L’hôtel de Mesmes était donc abandonné.

Cependant, ce soir-là, deux hommes s’y étaient introduits, et vers neuf heures, ils achevaient de souper dans l’office, en devisant entre eux: c’étaient Gilles, le digne intendant de Damville, et son neveu Gillot.

– Encore un bon coup de ce vieux vin, disait Gilles au moment où nous pénétrons auprès des deux compères.

Et il remplit le gobelet de Gillot. Le gobelet se trouva vide à l’instant même.

– Jamais je n’ai bu de vin pareil, fit Gillot d’une voix pâteuse.
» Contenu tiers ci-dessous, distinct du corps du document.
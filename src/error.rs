/*!
Specialized `Error` and `Result` types for dumptriage.
*/

use std::{convert, error, fmt, result, str};

/// Specialized `Error` type for dump decoding errors.
#[derive(Copy, Clone, Debug, Eq, PartialEq, Hash)]
pub enum Error {
    /// Generic error type containing a string
    Other(&'static str),
    /// Unrecognized dump format.
    ///
    /// The buffer carries no known signature. Not fatal to a triage run;
    /// callers downgrade to format-independent extraction.
    UnrecognizedFormat,
    /// Truncated buffer.
    ///
    /// A declared field offset + width exceeds the buffer length. The payload
    /// names the field that could not be read.
    Truncated(&'static str),
    /// Out of bounds.
    ///
    /// Catch-all for bounds check errors.
    Bounds,
    /// Encoding error.
    ///
    /// Catch-all for string related errors such as invalid UTF-16 data.
    Encoding,
    /// The caller-imposed wall-clock deadline elapsed.
    Deadline,
}

/// Convert from &str to error
impl convert::From<&'static str> for Error {
    fn from(error: &'static str) -> Self {
        Error::Other(error)
    }
}

/// Convert from str::Utf8Error
impl From<str::Utf8Error> for Error {
    fn from(_err: str::Utf8Error) -> Self {
        Error::Encoding
    }
}

impl Error {
    /// Returns a tuple representing the error description and its string value.
    pub fn to_str_pair(self) -> (&'static str, Option<&'static str>) {
        match self {
            Error::Other(e) => ("other error", Some(e)),
            Error::UnrecognizedFormat => ("unrecognized dump format", None),
            Error::Truncated(field) => ("buffer too short for field", Some(field)),
            Error::Bounds => ("out of bounds", None),
            Error::Encoding => ("encoding error", None),
            Error::Deadline => ("processing deadline elapsed", None),
        }
    }

    /// Returns a simple string representation of the error.
    pub fn to_str(self) -> &'static str {
        self.to_str_pair().0
    }
}

impl fmt::Display for Error {
    fn fmt(&self, f: &mut fmt::Formatter) -> fmt::Result {
        let (desc, value) = self.to_str_pair();

        if let Some(value) = value {
            write!(f, "{}: {}", desc, value)
        } else {
            f.write_str(desc)
        }
    }
}

impl error::Error for Error {
    fn description(&self) -> &str {
        self.to_str()
    }
}

/// Specialized `Result` type for dumptriage results.
pub type Result<T> = result::Result<T, Error>;
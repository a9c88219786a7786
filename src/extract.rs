/*!
Typed field extraction at table-declared offsets.
*/

use log::warn;

use crate::error::{Error, Result};
use crate::native::{IMAGE_FILE_MACHINE_AMD64, IMAGE_FILE_MACHINE_I386};
use crate::offsets::{FieldSpec, FieldWidth, OffsetTable};

/// Processor architecture recovered from the machine image type field.
#[derive(Copy, Clone, Debug, Eq, PartialEq, Hash)]
#[cfg_attr(feature = "serde", derive(::serde::Serialize))]
pub enum Architecture {
    X86,
    X64,
}

impl Architecture {
    pub fn from_machine_image_type(machine: u32) -> Option<Self> {
        match machine {
            IMAGE_FILE_MACHINE_I386 => Some(Architecture::X86),
            IMAGE_FILE_MACHINE_AMD64 => Some(Architecture::X64),
            _ => None,
        }
    }

    /// Pointer width in bytes.
    pub fn ptr_width(self) -> usize {
        match self {
            Architecture::X86 => 4,
            Architecture::X64 => 8,
        }
    }

    pub fn as_str(self) -> &'static str {
        match self {
            Architecture::X86 => "x86",
            Architecture::X64 => "x64",
        }
    }
}

/// Raw field values read from a buffer. A field that could not be read (no
/// fixed offset for the format, or the buffer ends before it) is `None`;
/// missing is reported as missing, never substituted.
#[derive(Clone, Debug, Default, Eq, PartialEq)]
pub struct RawFields {
    pub bug_check_code: Option<u32>,
    pub bug_check_parameters: [Option<u64>; 4],
    pub machine_image_type: Option<u32>,
    pub number_processors: Option<u32>,
    pub major_version: Option<u32>,
    pub minor_version: Option<u32>,
}

impl RawFields {
    pub fn architecture(&self) -> Option<Architecture> {
        self.machine_image_type
            .and_then(Architecture::from_machine_image_type)
    }
}

/// Reads a field at its declared offset and width, zero-extended to u64.
///
/// The declared width is authoritative; width is never inferred from context.
pub fn read_field(buffer: &[u8], spec: FieldSpec, name: &'static str) -> Result<u64> {
    let end = spec
        .offset
        .checked_add(spec.width.len())
        .ok_or(Error::Bounds)?;
    let bytes = buffer.get(spec.offset..end).ok_or(Error::Truncated(name))?;

    Ok(match spec.width {
        FieldWidth::U32 => {
            u32::from_le_bytes([bytes[0], bytes[1], bytes[2], bytes[3]]) as u64
        }
        FieldWidth::U64 => u64::from_le_bytes([
            bytes[0], bytes[1], bytes[2], bytes[3], bytes[4], bytes[5], bytes[6], bytes[7],
        ]),
    })
}

fn read_opt(buffer: &[u8], spec: Option<FieldSpec>, name: &'static str) -> Option<u64> {
    let spec = spec?;
    match read_field(buffer, spec, name) {
        Ok(value) => Some(value),
        Err(err) => {
            warn!("field {} skipped: {}", name, err);
            None
        }
    }
}

/// Extracts every field the table declares. Truncated fields are omitted
/// individually; extraction of the remaining fields continues.
pub fn extract(buffer: &[u8], table: &OffsetTable) -> RawFields {
    let params = &table.bug_check_parameters;

    RawFields {
        bug_check_code: read_opt(buffer, table.bug_check_code, "bug_check_code").map(|v| v as u32),
        bug_check_parameters: [
            read_opt(buffer, params[0], "bug_check_parameter1"),
            read_opt(buffer, params[1], "bug_check_parameter2"),
            read_opt(buffer, params[2], "bug_check_parameter3"),
            read_opt(buffer, params[3], "bug_check_parameter4"),
        ],
        machine_image_type: read_opt(buffer, table.machine_image_type, "machine_image_type")
            .map(|v| v as u32),
        number_processors: read_opt(buffer, table.number_processors, "number_processors")
            .map(|v| v as u32),
        major_version: read_opt(buffer, table.major_version, "major_version").map(|v| v as u32),
        minor_version: read_opt(buffer, table.minor_version, "minor_version").map(|v| v as u32),
    }
}

#[cfg(test)]
mod tests {
    use super::*;
    use crate::offsets::KERNEL64;

    fn kernel_buffer() -> Vec<u8> {
        let mut buf = vec![0u8; 0x2000];
        buf[..8].copy_from_slice(b"PAGEDU64");
        buf[0x30..0x34].copy_from_slice(&IMAGE_FILE_MACHINE_AMD64.to_le_bytes());
        buf[0x34..0x38].copy_from_slice(&8u32.to_le_bytes());
        buf[0x38..0x3c].copy_from_slice(&0x0au32.to_le_bytes());
        buf[0x40..0x48].copy_from_slice(&0xffff_f802_1234_5678u64.to_le_bytes());
        buf[0x48..0x50].copy_from_slice(&2u64.to_le_bytes());
        buf[0x50..0x58].copy_from_slice(&0u64.to_le_bytes());
        buf[0x58..0x60].copy_from_slice(&0xffff_f802_dead_0000u64.to_le_bytes());
        buf[0x08..0x0c].copy_from_slice(&15u32.to_le_bytes());
        buf[0x0c..0x10].copy_from_slice(&19041u32.to_le_bytes());
        buf
    }

    #[test]
    fn test_extract_kernel_fields() {
        let buf = kernel_buffer();
        let fields = extract(&buf, &KERNEL64);

        assert_eq!(fields.bug_check_code, Some(0x0a));
        assert_eq!(fields.bug_check_parameters[0], Some(0xffff_f802_1234_5678));
        assert_eq!(fields.bug_check_parameters[3], Some(0xffff_f802_dead_0000));
        assert_eq!(fields.architecture(), Some(Architecture::X64));
        assert_eq!(fields.number_processors, Some(8));
        assert_eq!(fields.major_version, Some(15));
        assert_eq!(fields.minor_version, Some(19041));
    }

    #[test]
    fn test_parameters_keep_full_64bit_width() {
        // A 32-bit read of an address-valued parameter would truncate the
        // upper half. The table width must win.
        let buf = kernel_buffer();
        let fields = extract(&buf, &KERNEL64);
        assert_eq!(fields.bug_check_parameters[0].unwrap() >> 32, 0xffff_f802);
    }

    #[test]
    fn test_truncated_fields_are_omitted() {
        // Long enough for the code at 0x38 but not for parameter4 at 0x58.
        let buf = kernel_buffer();
        let fields = extract(&buf[..0x48], &KERNEL64);

        assert_eq!(fields.bug_check_code, Some(0x0a));
        assert_eq!(fields.bug_check_parameters[0], Some(0xffff_f802_1234_5678));
        assert_eq!(fields.bug_check_parameters[3], None);
    }

    #[test]
    fn test_read_field_never_reads_past_end() {
        let spec = FieldSpec {
            offset: 0x38,
            width: FieldWidth::U32,
        };
        assert_eq!(
            read_field(&[0u8; 0x3b], spec, "bug_check_code"),
            Err(Error::Truncated("bug_check_code"))
        );
    }
}
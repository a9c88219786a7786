pub mod kernel64;
pub mod minidump;

pub use kernel64::CoreDumpHeader64;
pub use minidump::MinidumpHeader;

/// Crash dump header signature ("PAGE")
pub const DUMP_SIGNATURE: u32 = 0x4547_4150;

/// 64-bit crash dump validation tag ("DU64")
pub const DUMP_VALID_DUMP64: u32 = 0x3436_5544;

/// Minidump header signature ("MDMP")
pub const MINIDUMP_SIGNATURE: u32 = 0x504d_444d;

/// The type of the crash dump
pub mod dump_type {
    pub const FULL: u32 = 1;
    pub const KERNEL: u32 = 2;
    pub const BIT_MAP: u32 = 5;
}

pub const IMAGE_FILE_MACHINE_I386: u32 = 0x14c;
pub const IMAGE_FILE_MACHINE_AMD64: u32 = 0x8664;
Il avait la figure enluminée et les yeux brillants. Il était dans cet état de bienheureuse ébriété où l’on voit la vie en beau, mais qui précède immédiatement l’ivresse complète qui, si souvent, la fait paraître en laid.

– Tiens, mon enfant, va donc prendre ce flacon, là, dans cette armoire ouverte, et tu en boiras du meilleur.

Gillot se leva et obéit sans trop trébucher.

– Il n’est pas encore à point, murmura Gilles qui l’examinait.

Et il versa à son neveu une nouvelle rasade.

– Ainsi, reprit-il, tu ne veux plus retourner à l’hôtel Montmorency?

– Retourner là-bas! s’écria Gillot en levant les bras au ciel. Vous n’y pensez pas, mon oncle! Savez-vous que la maison est sens dessus dessous depuis la disparition du vieux coupeur de langues.

– Coupeur de langues? interrogea Gilles.

– Oui… le damné Pardaillan!… Il m’avait menacé de me couper la langue si je le trahissais!… Ah! ah!…

Gillot, renversé sur le dossier de son fauteuil se mit à rire aux éclats. Gilles fit chorus. Mais son rire, à lui, grinçait comme une vieille girouette et eût donné le frisson au neveu, si le neveu n’eût été occupé à ses agréables pensées.

– Or, continua Gillot, tout le monde, là-bas, se méfiait de moi. On devait soupçonner que j’étais pour quelque chose dans cette bonne farce; je vous le dis, mon oncle, il était temps que je m’en allasse… j’y eusse laissé ma tête… et je tiens à ma tête, moi… même depuis que vous l’avez privée… de ses plus beaux ornements… soit dit sans reproche, mon oncle!

Au souvenir de la mutilation qu’il avait subie, Gillot porta les deux mains à sa tête, soit pour s’assurer que cette tête était bien toujours à sa place, soit en signe d’adieu à ses oreilles défuntes. Il frissonna et parut se dégriser.

L’oncle se hâta de remplir son gobelet.

– Pour une farce, reprit Gillot après avoir bu, c’est une bonne farce! Le Pardaillan avait en moi une confiance! J’en ris encore… Et quand je lui ai assuré qu’il trouverait monseigneur tout seul… que j’en étais sûr… il a failli m’embrasser… oui, mon oncle… Pauvre diable! Je le plains… c’était un brave homme, tout de même!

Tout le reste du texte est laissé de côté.